How does this change in-process from overwriting an existing line to creating a new line below? rogue says he doesn't understand how it can do this in the case of srsieve2cl. My "guess" is that it has something to do with the GPU or its driver package. It does this on one of my GPU's, but not both.

2023-02-03, 09:46   #987
LaurV
Romulan Interpreter

"name field"
Jun 2011
Thailand

3·23·149 Posts

Quote:
 Originally Posted by Andrew Usher (it also makes the tricks you suggest impossible, as does the standard C library, based on Unix conventions).
no, not impossible, there are "escape sequences" for those, I remember the old 0x1B, 0x5B, etc sequences I had to send to my VT52 and VT100 to move the cursor here and there, delete lines, etc. I remember they existed, I mean, and I used them in my Uni projects a lot, but I don't remember what they were. One can easily google those.

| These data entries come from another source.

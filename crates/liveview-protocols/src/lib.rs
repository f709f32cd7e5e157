//! # LiveView Protocols
//!
//! Wire protocol and capability contracts for LiveView sessions.
//! Contains only message shapes and trait definitions - the session router
//! and connection registry live in `liveview-core`.
//!
//! ## Core Traits
//!
//! - [`RoutableComponent`] - Server-side unit owning one URL's state
//! - [`Connection`] - A live transport connection to one browser
//!
//! ## Wire Messages
//!
//! - [`ClientEvent`] - Browser -> server interaction event
//! - [`ServerCommand`] - Server -> browser DOM mutation

pub mod component;
pub mod connection;
pub mod error;
pub mod message;

pub use component::{QueryParameters, RoutableComponent};
pub use connection::{Connection, ConnectionHandle};
pub use error::{ComponentError, ConnectionError, ProtocolError};
pub use message::{ClientAction, ClientEvent, CommandAction, NodeAttribute, ServerCommand};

And to reply to storm too, I don't use srsieve2cl, but I am sure it can be done, as well as I am sure that the Linux terminal is a lot more clever than the Windoze stuff I use. Those terminals were modeled after the VT52, in fact.

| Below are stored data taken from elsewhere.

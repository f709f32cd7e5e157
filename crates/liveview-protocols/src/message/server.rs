//! Server -> client DOM mutation commands.

use serde::{Deserialize, Serialize};

use crate::error::ProtocolError;

/// A single DOM mutation sent to the browser.
///
/// `value` carries the markup, text or style payload the action applies.
#[derive(Debug, Clone, PartialEq, Eq, Serialize, Deserialize)]
pub struct ServerCommand {
    pub value: String,
    pub action: CommandAction,
}

/// Tagged mutation. Encodes with exactly one key, e.g.
/// `{"insertNode":{"target":"list"}}` or `{"replaceBody":{}}`.
#[derive(Debug, Clone, PartialEq, Eq, Serialize, Deserialize)]
#[serde(rename_all = "camelCase")]
pub enum CommandAction {
    Remove { selector: String },
    SetTitle { title: String },
    InsertNode { target: String },
    ReplaceBody {},
    AppendNode { target: String },
    AddAttribute { target: String, attributes: Vec<NodeAttribute> },
    RemoveAttribute { target: String, attributes: Vec<NodeAttribute> },
    UpdateAttribute { target: String, attributes: Vec<NodeAttribute> },
    AddStyle {},
    AddStyleTo { target: String },
    RemoveStyle { target: String },
    SetInput { target: String },
    UpdateNodeValue { target: String },
}

impl CommandAction {
    /// Wire tag of this action.
    pub fn tag(&self) -> &'static str {
        match self {
            CommandAction::Remove { .. } => "remove",
            CommandAction::SetTitle { .. } => "setTitle",
            CommandAction::InsertNode { .. } => "insertNode",
            CommandAction::ReplaceBody {} => "replaceBody",
            CommandAction::AppendNode { .. } => "appendNode",
            CommandAction::AddAttribute { .. } => "addAttribute",
            CommandAction::RemoveAttribute { .. } => "removeAttribute",
            CommandAction::UpdateAttribute { .. } => "updateAttribute",
            CommandAction::AddStyle {} => "addStyle",
            CommandAction::AddStyleTo { .. } => "addStyleTo",
            CommandAction::RemoveStyle { .. } => "removeStyle",
            CommandAction::SetInput { .. } => "setInput",
            CommandAction::UpdateNodeValue { .. } => "updateNodeValue",
        }
    }
}

/// One `name="value"` pair of an element attribute list.
#[derive(Debug, Clone, PartialEq, Eq, Serialize, Deserialize)]
pub struct NodeAttribute {
    pub name: String,
    pub value: String,
}

impl NodeAttribute {
    pub fn new(name: impl Into<String>, value: impl Into<String>) -> Self {
        Self {
            name: name.into(),
            value: value.into(),
        }
    }
}

impl ServerCommand {
    pub fn new(value: impl Into<String>, action: CommandAction) -> Self {
        Self {
            value: value.into(),
            action,
        }
    }

    /// Replace the whole document body with `html`.
    pub fn replace_body(html: impl Into<String>) -> Self {
        Self::new(html, CommandAction::ReplaceBody {})
    }

    /// Replace the content of element `target` with `html`.
    pub fn insert_node(target: impl Into<String>, html: impl Into<String>) -> Self {
        Self::new(html, CommandAction::InsertNode { target: target.into() })
    }

    pub fn append_node(target: impl Into<String>, html: impl Into<String>) -> Self {
        Self::new(html, CommandAction::AppendNode { target: target.into() })
    }

    pub fn remove(selector: impl Into<String>) -> Self {
        Self::new("", CommandAction::Remove { selector: selector.into() })
    }

    pub fn set_title(title: impl Into<String>) -> Self {
        let title = title.into();
        Self::new(title.clone(), CommandAction::SetTitle { title })
    }

    pub fn add_attribute(target: impl Into<String>, attributes: Vec<NodeAttribute>) -> Self {
        Self::new(
            "",
            CommandAction::AddAttribute {
                target: target.into(),
                attributes,
            },
        )
    }

    pub fn remove_attribute(target: impl Into<String>, attributes: Vec<NodeAttribute>) -> Self {
        Self::new(
            "",
            CommandAction::RemoveAttribute {
                target: target.into(),
                attributes,
            },
        )
    }

    pub fn update_attribute(target: impl Into<String>, attributes: Vec<NodeAttribute>) -> Self {
        Self::new(
            "",
            CommandAction::UpdateAttribute {
                target: target.into(),
                attributes,
            },
        )
    }

    /// Add a global stylesheet; `css` is the stylesheet text.
    pub fn add_style(css: impl Into<String>) -> Self {
        Self::new(css, CommandAction::AddStyle {})
    }

    /// Apply inline styles to `target`; `style_json` is a JSON object of
    /// CSS properties.
    pub fn add_style_to(target: impl Into<String>, style_json: impl Into<String>) -> Self {
        Self::new(style_json, CommandAction::AddStyleTo { target: target.into() })
    }

    pub fn remove_style(target: impl Into<String>) -> Self {
        Self::new("", CommandAction::RemoveStyle { target: target.into() })
    }

    pub fn set_input(target: impl Into<String>, value: impl Into<String>) -> Self {
        Self::new(value, CommandAction::SetInput { target: target.into() })
    }

    pub fn update_node_value(target: impl Into<String>, text: impl Into<String>) -> Self {
        Self::new(text, CommandAction::UpdateNodeValue { target: target.into() })
    }

    pub fn encode(&self) -> Result<String, ProtocolError> {
        serde_json::to_string(self).map_err(|e| ProtocolError::Encode(e.to_string()))
    }

    pub fn decode(text: &str) -> Result<Self, ProtocolError> {
        serde_json::from_str(text).map_err(|e| ProtocolError::Decode(e.to_string()))
    }
}

#[cfg(test)]
#[path = "server_tests.rs"]
mod tests;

Last fiddled with by LaurV on 2023-02-03 at 09:49

2023-02-03, 13:09   #988
Andrew Usher

Dec 2022

22·7·11 Posts

Quote:
 Originally Posted by LaurV no, not impossible, there are "escape sequences" for those, I remember the old 0x1B, 0x5B, etc sequences I had to send to my VT52 and VT100 to move the cursor here and there, delete lines ...
Yes, but that is not standard, which is my point. Although all terminal devices presumably can do this somehow, Unix chose not to support it - and if standard output were redirected to a file (as is always possible), those escape sequences might make it unreadable.

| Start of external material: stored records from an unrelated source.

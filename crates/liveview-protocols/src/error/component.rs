//! Routable component errors.

use thiserror::Error;

#[derive(Debug, Error)]
pub enum ComponentError {
    #[error("Render failed: {0}")]
    RenderFailed(String),

    #[error("Data unavailable: {0}")]
    Unavailable(String),

    #[error("Event handling failed: {0}")]
    EventFailed(String),

    #[error("Invalid context: {0}")]
    InvalidContext(String),

    #[error("{0}")]
    Custom(String),
}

 2023-02-07, 01:40 #989 storm5510 Random Account     Aug 2009 Not U. + S.A. 5×523 Posts @rogue: How does srsieve2[cl] calculate removal rates? Code: 2 factors found at 1081 sec per factor (last 12 min) 12 minutes is 720 seconds, not 1081. I don't get it!
2023-02-07, 04:17   #990
rogue

"Mark"
Apr 2003
Between here and the

5·17·83 Posts

Quote:
 Originally Posted by storm5510 @rogue: How does srsieve2[cl] calculate removal rates? Code: 2 factors found at 1081 sec per factor (last 12 min) 12 minutes is 720 seconds, not 1081. I don't get it!
CPU utilization is used in the calculation. Short runtimes will skew the calculations too.